— Exercise directions —
Across the records, how many lines contain "update"? Answer with the number alone.

++++ Data provided

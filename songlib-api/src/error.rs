//! Error types for the HTTP layer
//!
//! Every error response has the body `{"error": "<message>"}`. Messages are
//! generic; the underlying cause is only logged.

use axum::{
    extract::rejection::JsonRejection,
    http::StatusCode,
    response::{IntoResponse, Response},
    Json,
};
use serde_json::json;
use songlib_common::Error;
use thiserror::Error;
use tracing::{error, warn};

/// API error type
#[derive(Debug, Error)]
pub enum ApiError {
    /// Malformed input or duplicate song (400)
    #[error("{0}")]
    BadRequest(String),

    /// Song or verse does not exist (404)
    #[error("{0}")]
    NotFound(String),

    /// Any other failure (500)
    #[error("{0}")]
    Internal(String),
}

impl ApiError {
    pub fn status(&self) -> StatusCode {
        match self {
            ApiError::BadRequest(_) => StatusCode::BAD_REQUEST,
            ApiError::NotFound(_) => StatusCode::NOT_FOUND,
            ApiError::Internal(_) => StatusCode::INTERNAL_SERVER_ERROR,
        }
    }

    /// Translate a store failure and log its cause
    ///
    /// `action` is the client-facing message for unexpected failures, e.g.
    /// "Failed to update song".
    pub fn from_store(err: Error, action: &str) -> Self {
        if err.is_client_error() {
            warn!("{}: {}", action, err);
        } else {
            error!("{}: {}", action, err);
        }

        match err {
            Error::NotFound(_) => ApiError::NotFound("Song not found".to_string()),
            Error::VerseOutOfRange { .. } => ApiError::NotFound("Verse not found".to_string()),
            Error::Conflict(_) => ApiError::BadRequest("This song already exists".to_string()),
            Error::InvalidInput(msg) => ApiError::BadRequest(msg),
            _ => ApiError::Internal(action.to_string()),
        }
    }

    /// Log a store failure and report it as 500 whatever its kind
    pub fn internal(err: Error, action: &str) -> Self {
        error!("{}: {}", action, err);
        ApiError::Internal(action.to_string())
    }
}

impl From<JsonRejection> for ApiError {
    fn from(rejection: JsonRejection) -> Self {
        warn!("Rejected request body: {}", rejection.body_text());
        ApiError::BadRequest("Invalid request body".to_string())
    }
}

impl IntoResponse for ApiError {
    fn into_response(self) -> Response {
        let status = self.status();
        let body = Json(json!({
            "error": self.to_string(),
        }));

        (status, body).into_response()
    }
}

/// Result type for API handlers
pub type ApiResult<T> = Result<T, ApiError>;
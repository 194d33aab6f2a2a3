//! songlib-api library - song catalogue HTTP service
//!
//! Exposes the router and state for the binary and integration tests.

pub mod api;
pub mod error;
pub mod pagination;
pub mod store;

pub use crate::error::{ApiError, ApiResult};

use axum::Router;
use chrono::{DateTime, Utc};
use songlib_common::config::QueryDefaults;
use std::sync::Arc;
use tower_http::compression::CompressionLayer;
use tower_http::trace::TraceLayer;

use crate::store::SongStore;

/// Application state shared across HTTP handlers
#[derive(Clone)]
pub struct AppState {
    /// Song storage backend
    pub store: Arc<dyn SongStore>,
    /// Fallbacks for missing or invalid query parameters
    pub defaults: QueryDefaults,
    /// Service startup timestamp for uptime tracking
    pub startup_time: DateTime<Utc>,
}

impl AppState {
    pub fn new(store: Arc<dyn SongStore>, defaults: QueryDefaults) -> Self {
        Self {
            store,
            defaults,
            startup_time: Utc::now(),
        }
    }
}

/// Build application router
///
/// Every request is traced and responses are gzip-compressed when the
/// client accepts it.
pub fn build_router(state: AppState) -> Router {
    Router::new()
        .merge(api::song_routes())
        .merge(api::info_routes())
        .merge(api::health_routes())
        .with_state(state)
        .layer(CompressionLayer::new())
        .layer(TraceLayer::new_for_http())
}
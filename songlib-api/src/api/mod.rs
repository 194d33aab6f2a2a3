//! HTTP API handlers for songlib

pub mod health;
pub mod info;
pub mod songs;

pub use health::health_routes;
pub use info::info_routes;
pub use songs::song_routes;
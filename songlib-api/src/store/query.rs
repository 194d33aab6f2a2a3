//! List query builder
//!
//! Accumulates optional equality predicates and bind parameters, then
//! composes one parameterized statement. Only column names known at compile
//! time are written into the SQL text; every user-supplied value is bound.

use songlib_common::SongFilter;
use sqlx::{Encode, QueryBuilder, Sqlite, Type};

use crate::pagination::Page;

/// Columns selected for a full song row, in `Song` field order
pub const SONG_COLUMNS: &str = "id, group_name, song, release_date, text, link";

/// Builder for `SELECT ... FROM songs` with optional filters
pub struct SongListQuery {
    builder: QueryBuilder<'static, Sqlite>,
    predicates: usize,
}

impl SongListQuery {
    pub fn new() -> Self {
        let mut builder = QueryBuilder::new("SELECT ");
        builder.push(SONG_COLUMNS).push(" FROM songs");
        Self {
            builder,
            predicates: 0,
        }
    }

    /// Add `column = ?` when `value` is present
    pub fn eq<T>(mut self, column: &'static str, value: Option<T>) -> Self
    where
        T: 'static + Encode<'static, Sqlite> + Type<Sqlite>,
    {
        if let Some(value) = value {
            let keyword = if self.predicates == 0 { " WHERE " } else { " AND " };
            self.builder.push(keyword).push(column).push(" = ").push_bind(value);
            self.predicates += 1;
        }
        self
    }

    /// Apply every set field of `filter`
    pub fn filter(self, filter: &SongFilter) -> Self {
        self.eq("group_name", filter.group.clone())
            .eq("song", filter.title.clone())
            .eq("release_date", filter.release_date)
    }

    /// Order by id and window the result; finishes the statement
    pub fn paginate(mut self, page: Page) -> QueryBuilder<'static, Sqlite> {
        self.builder
            .push(" ORDER BY id ASC LIMIT ")
            .push_bind(page.limit())
            .push(" OFFSET ")
            .push_bind(page.offset());
        self.builder
    }
}

impl Default for SongListQuery {
    fn default() -> Self {
        Self::new()
    }
}

#[cfg(test)]
mod tests {
    use super::*;

    fn page() -> Page {
        Page::new(2, 10).unwrap()
    }

    #[test]
    fn test_unfiltered_query() {
        let qb = SongListQuery::new().filter(&SongFilter::default()).paginate(page());
        assert_eq!(
            qb.sql(),
            "SELECT id, group_name, song, release_date, text, link FROM songs \
             ORDER BY id ASC LIMIT ? OFFSET ?"
        );
    }

    #[test]
    fn test_filters_are_anded_in_order() {
        let filter = SongFilter::from_params(Some("Muse"), None, Some("2006-07-16")).unwrap();
        let qb = SongListQuery::new().filter(&filter).paginate(page());
        assert_eq!(
            qb.sql(),
            "SELECT id, group_name, song, release_date, text, link FROM songs \
             WHERE group_name = ? AND release_date = ? ORDER BY id ASC LIMIT ? OFFSET ?"
        );
    }

    #[test]
    fn test_all_filters() {
        let filter = SongFilter::from_params(Some("Muse"), Some("Uprising"), Some("2009-09-07")).unwrap();
        let qb = SongListQuery::new().filter(&filter).paginate(page());
        assert!(qb
            .sql()
            .contains("WHERE group_name = ? AND song = ? AND release_date = ?"));
    }

    #[test]
    fn test_user_input_never_in_sql_text() {
        let hostile = "x'; DROP TABLE songs; --";
        let filter = SongFilter::from_params(Some(hostile), Some(hostile), None).unwrap();
        let qb = SongListQuery::new().filter(&filter).paginate(page());
        assert!(!qb.sql().contains("DROP"));
        assert!(!qb.sql().contains(hostile));
    }
}
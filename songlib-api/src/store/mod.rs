//! Song storage
//!
//! `SongStore` is the capability the HTTP layer depends on. The SQLite
//! adapter is used in production; the in-memory store backs tests and
//! local experiments.

use async_trait::async_trait;
use songlib_common::{NewSong, Result, Song, SongFilter, SongInfo};

use crate::pagination::Page;

pub mod memory;
pub mod query;
pub mod sqlite;

pub use memory::MemorySongStore;
pub use sqlite::SqliteSongStore;

/// Storage operations over the songs table
///
/// Implementations never retry; a failed store call is returned as is.
#[async_trait]
pub trait SongStore: Send + Sync {
    /// Songs matching `filter`, ordered by ascending id, windowed by `page`
    async fn list(&self, filter: &SongFilter, page: Page) -> Result<Vec<Song>>;

    /// Insert a new song
    ///
    /// # Errors
    /// `Error::Conflict` if the (group, title) pair already exists; nothing
    /// is written in that case.
    async fn create(&self, song: NewSong) -> Result<Song>;

    /// # Errors
    /// `Error::NotFound` when no song has this id
    async fn get_by_id(&self, id: i64) -> Result<Song>;

    /// Replace every mutable field of song `id`
    ///
    /// # Errors
    /// `Error::NotFound` for an unknown id, `Error::Conflict` when the new
    /// (group, title) pair belongs to another song.
    async fn update(&self, id: i64, song: NewSong) -> Result<Song>;

    /// Hard-delete song `id`
    ///
    /// # Errors
    /// `Error::NotFound` when nothing was deleted
    async fn delete(&self, id: i64) -> Result<()>;

    /// Stanza `verse` (1-based) of the song's lyric text
    ///
    /// # Errors
    /// `Error::NotFound` for an unknown id, `Error::VerseOutOfRange` when
    /// the text has fewer stanzas.
    async fn get_verse(&self, id: i64, verse: usize) -> Result<String>;

    /// Release date, text and link for an exact (group, title) match
    async fn get_info(&self, group: &str, title: &str) -> Result<SongInfo>;

    /// Round-trip to the backing store
    async fn ping(&self) -> Result<()>;

    /// Release the backing store's connections
    async fn close(&self);
}
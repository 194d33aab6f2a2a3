//! Health check endpoint

use axum::{extract::State, http::StatusCode, routing::get, Json, Router};
use chrono::Utc;
use serde::Serialize;
use tracing::warn;

use crate::AppState;

/// Health check response
#[derive(Debug, Serialize)]
pub struct HealthResponse {
    /// "ok", or "degraded" when the store does not answer
    pub status: String,
    pub module: String,
    /// Crate version from Cargo.toml
    pub version: String,
    pub uptime_seconds: u64,
}

/// GET /health
///
/// Pings the store; 503 when the ping fails.
pub async fn health_check(State(state): State<AppState>) -> (StatusCode, Json<HealthResponse>) {
    let uptime = Utc::now().signed_duration_since(state.startup_time);
    let uptime_seconds = uptime.num_seconds().max(0) as u64;

    let (status_code, status) = match state.store.ping().await {
        Ok(()) => (StatusCode::OK, "ok"),
        Err(e) => {
            warn!("Health check: store ping failed: {}", e);
            (StatusCode::SERVICE_UNAVAILABLE, "degraded")
        }
    };

    (
        status_code,
        Json(HealthResponse {
            status: status.to_string(),
            module: env!("CARGO_PKG_NAME").to_string(),
            version: env!("CARGO_PKG_VERSION").to_string(),
            uptime_seconds,
        }),
    )
}

/// Build health check routes
pub fn health_routes() -> Router<AppState> {
    Router::new().route("/health", get(health_check))
}
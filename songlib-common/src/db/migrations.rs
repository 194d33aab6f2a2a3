//! Database schema migrations
//!
//! Versioned, idempotent migrations tracked in the `schema_version` table.
//!
//! # Migration Guidelines
//!
//! 1. **Never modify existing migrations** - They must remain stable for databases created by older builds
//! 2. **Always add new migrations** - Create a new migration function for each schema change
//! 3. **Keep them idempotent** - Use `IF NOT EXISTS` or check `pragma_table_info` first

use crate::Result;
use sqlx::SqlitePool;
use tracing::{info, warn};

/// Current schema version
///
/// **IMPORTANT:** Increment this when adding new migrations
pub const CURRENT_SCHEMA_VERSION: i32 = 2;

async fn create_schema_version_table(pool: &SqlitePool) -> Result<()> {
    sqlx::query(
        r#"
        CREATE TABLE IF NOT EXISTS schema_version (
            version INTEGER PRIMARY KEY,
            applied_at TIMESTAMP NOT NULL DEFAULT CURRENT_TIMESTAMP
        )
        "#,
    )
    .execute(pool)
    .await?;

    Ok(())
}

/// Get current schema version from database
///
/// Returns 0 if no migration has been recorded yet
pub async fn get_schema_version(pool: &SqlitePool) -> Result<i32> {
    let version: Option<i32> =
        sqlx::query_scalar("SELECT version FROM schema_version ORDER BY version DESC LIMIT 1")
            .fetch_optional(pool)
            .await?;

    Ok(version.unwrap_or(0))
}

async fn set_schema_version(pool: &SqlitePool, version: i32) -> Result<()> {
    sqlx::query("INSERT OR IGNORE INTO schema_version (version) VALUES (?)")
        .bind(version)
        .execute(pool)
        .await?;

    Ok(())
}

/// Run all pending migrations
pub async fn run_migrations(pool: &SqlitePool) -> Result<()> {
    create_schema_version_table(pool).await?;
    let current_version = get_schema_version(pool).await?;

    if current_version == CURRENT_SCHEMA_VERSION {
        info!("Database schema is up to date (v{})", current_version);
        return Ok(());
    }

    if current_version > CURRENT_SCHEMA_VERSION {
        warn!(
            "Database schema version ({}) is newer than code version ({})",
            current_version, CURRENT_SCHEMA_VERSION
        );
        warn!("This may indicate a downgrade. Proceeding with caution.");
        return Ok(());
    }

    info!(
        "Running database migrations: v{} -> v{}",
        current_version, CURRENT_SCHEMA_VERSION
    );

    if current_version < 1 {
        migrate_v1(pool).await?;
        set_schema_version(pool, 1).await?;
        info!("✓ Migration v1 completed");
    }

    if current_version < 2 {
        migrate_v2(pool).await?;
        set_schema_version(pool, 2).await?;
        info!("✓ Migration v2 completed");
    }

    info!("All migrations completed successfully");
    Ok(())
}

/// Migration v1: songs table with the (group_name, song) uniqueness constraint
async fn migrate_v1(pool: &SqlitePool) -> Result<()> {
    info!("Running migration v1: Create songs table");

    sqlx::query(
        r#"
        CREATE TABLE IF NOT EXISTS songs (
            id INTEGER PRIMARY KEY AUTOINCREMENT,
            group_name TEXT NOT NULL,
            song TEXT NOT NULL,
            release_date TEXT,
            text TEXT,
            link TEXT,
            UNIQUE (group_name, song)
        )
        "#,
    )
    .execute(pool)
    .await?;

    Ok(())
}

/// Migration v2: index for the release date list filter
///
/// Group and title filters are already covered by the unique index.
async fn migrate_v2(pool: &SqlitePool) -> Result<()> {
    info!("Running migration v2: Index songs.release_date");

    sqlx::query("CREATE INDEX IF NOT EXISTS idx_songs_release_date ON songs (release_date)")
        .execute(pool)
        .await?;

    Ok(())
}
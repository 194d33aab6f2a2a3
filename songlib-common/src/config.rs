//! Configuration loading
//!
//! Settings resolve in priority order:
//! 1. Command-line argument or environment variable (highest priority)
//! 2. TOML config file
//! 3. Compiled default (fallback)

use crate::{Error, Result};
use serde::Deserialize;
use std::path::Path;

pub const DEFAULT_DATABASE_URL: &str = "sqlite://songlib.db?mode=rwc";
pub const DEFAULT_LISTEN_ADDR: &str = "127.0.0.1:8080";
pub const DEFAULT_LOG_LEVEL: &str = "info";
pub const DEFAULT_LIMIT: i64 = 5;
pub const DEFAULT_PAGE: i64 = 1;
pub const DEFAULT_VERSE: usize = 1;

/// Fallback values for missing or invalid query parameters
#[derive(Debug, Clone, Copy, PartialEq, Eq)]
pub struct QueryDefaults {
    /// Page size when `limit` is absent or invalid
    pub limit: i64,
    /// 1-based page when `page` is absent or invalid
    pub page: i64,
    /// 1-based stanza when `verse` is absent or invalid
    pub verse: usize,
}

impl Default for QueryDefaults {
    fn default() -> Self {
        Self {
            limit: DEFAULT_LIMIT,
            page: DEFAULT_PAGE,
            verse: DEFAULT_VERSE,
        }
    }
}

/// Fully resolved service configuration
#[derive(Debug, Clone, PartialEq, Eq)]
pub struct ServiceConfig {
    /// SQLite connection URL
    pub database_url: String,
    /// Socket address the HTTP server binds to
    pub listen_addr: String,
    /// Tracing filter level used when RUST_LOG is not set
    pub log_level: String,
    pub defaults: QueryDefaults,
}

impl Default for ServiceConfig {
    fn default() -> Self {
        Self {
            database_url: DEFAULT_DATABASE_URL.to_string(),
            listen_addr: DEFAULT_LISTEN_ADDR.to_string(),
            log_level: DEFAULT_LOG_LEVEL.to_string(),
            defaults: QueryDefaults::default(),
        }
    }
}

/// One configuration source where every setting is optional
///
/// Deserialized from the TOML file, and filled from CLI/env by the binary.
#[derive(Debug, Clone, Default, Deserialize, PartialEq, Eq)]
#[serde(deny_unknown_fields)]
pub struct PartialConfig {
    pub database_url: Option<String>,
    pub listen_addr: Option<String>,
    pub log_level: Option<String>,
    pub default_limit: Option<i64>,
    pub default_page: Option<i64>,
    pub default_verse: Option<usize>,
}

impl PartialConfig {
    /// Read a TOML config file
    pub fn from_toml_file(path: &Path) -> Result<Self> {
        let content = std::fs::read_to_string(path).map_err(|e| {
            Error::Config(format!("Failed to read config file {}: {}", path.display(), e))
        })?;
        Self::from_toml_str(&content)
            .map_err(|e| Error::Config(format!("{}: {}", path.display(), e)))
    }

    pub fn from_toml_str(content: &str) -> Result<Self> {
        toml::from_str(content).map_err(|e| Error::Config(format!("Invalid TOML: {}", e)))
    }
}

impl ServiceConfig {
    /// Merge `overrides` over `file` over compiled defaults, then validate
    pub fn resolve(overrides: PartialConfig, file: PartialConfig) -> Result<Self> {
        let base = Self::default();
        let config = Self {
            database_url: overrides
                .database_url
                .or(file.database_url)
                .unwrap_or(base.database_url),
            listen_addr: overrides
                .listen_addr
                .or(file.listen_addr)
                .unwrap_or(base.listen_addr),
            log_level: overrides
                .log_level
                .or(file.log_level)
                .unwrap_or(base.log_level),
            defaults: QueryDefaults {
                limit: overrides
                    .default_limit
                    .or(file.default_limit)
                    .unwrap_or(base.defaults.limit),
                page: overrides
                    .default_page
                    .or(file.default_page)
                    .unwrap_or(base.defaults.page),
                verse: overrides
                    .default_verse
                    .or(file.default_verse)
                    .unwrap_or(base.defaults.verse),
            },
        };
        config.validate()?;
        Ok(config)
    }

    /// Reject defaults that could never be valid request values
    pub fn validate(&self) -> Result<()> {
        if self.defaults.limit < 1 {
            return Err(Error::Config(format!(
                "default_limit must be at least 1 (got {})",
                self.defaults.limit
            )));
        }
        if self.defaults.page < 1 {
            return Err(Error::Config(format!(
                "default_page must be at least 1 (got {})",
                self.defaults.page
            )));
        }
        if self.defaults.verse < 1 {
            return Err(Error::Config("default_verse must be at least 1".to_string()));
        }
        if self.database_url.trim().is_empty() {
            return Err(Error::Config("database_url must not be empty".to_string()));
        }
        Ok(())
    }
}
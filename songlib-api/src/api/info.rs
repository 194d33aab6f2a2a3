//! Song info lookup by (group, song)

use axum::{
    extract::{Query, State},
    routing::get,
    Json, Router,
};
use serde::Deserialize;
use songlib_common::SongInfo;
use tracing::{debug, warn};

use crate::{ApiError, ApiResult, AppState};

#[derive(Debug, Default, Deserialize)]
pub struct InfoParams {
    pub group: Option<String>,
    pub song: Option<String>,
}

/// GET /info?group=...&song=...
///
/// Both parameters are required. Returns `{releaseDate, text, link}`.
/// Any store failure, including no matching song, is a 500.
pub async fn get_info(
    State(state): State<AppState>,
    Query(params): Query<InfoParams>,
) -> ApiResult<Json<SongInfo>> {
    let (group, song) = match (params.group.as_deref(), params.song.as_deref()) {
        (Some(group), Some(song)) if !group.is_empty() && !song.is_empty() => (group, song),
        _ => {
            warn!("Group or song parameters are missing");
            return Err(ApiError::BadRequest("Group or song are required".to_string()));
        }
    };

    debug!("Fetching info for '{}' by '{}'", song, group);

    let info = state
        .store
        .get_info(group, song)
        .await
        .map_err(|e| ApiError::internal(e, "Failed to fetch song info"))?;

    Ok(Json(info))
}

/// Build info routes
pub fn info_routes() -> Router<AppState> {
    Router::new().route("/info", get(get_info))
}
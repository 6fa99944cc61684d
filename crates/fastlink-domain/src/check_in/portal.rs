use async_trait::async_trait;

use crate::account::Credentials;
use crate::session::SessionToken;
use crate::shared::DomainError;

/// Membership portal session operations
///
/// Expected "no" answers (rejected login, non-2xx status) are `Ok(None)` or a
/// failure message; `Err` is reserved for transport failures the caller cannot
/// turn into a report line.
#[async_trait]
pub trait PortalClient: Send + Sync {
    /// Log in and collect the session cookies
    ///
    /// Returns `Ok(None)` without touching the network when credentials are incomplete.
    async fn login(&self, credentials: &Credentials) -> Result<Option<SessionToken>, DomainError>;

    /// Fetch the raw HTML of the user status page
    async fn fetch_status_page(&self, token: &SessionToken) -> Result<Option<String>, DomainError>;

    /// Submit today's check-in and return the server's message
    async fn submit_checkin(&self, token: &SessionToken) -> Result<String, DomainError>;
}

++++++++

— Solution to the exercise —
2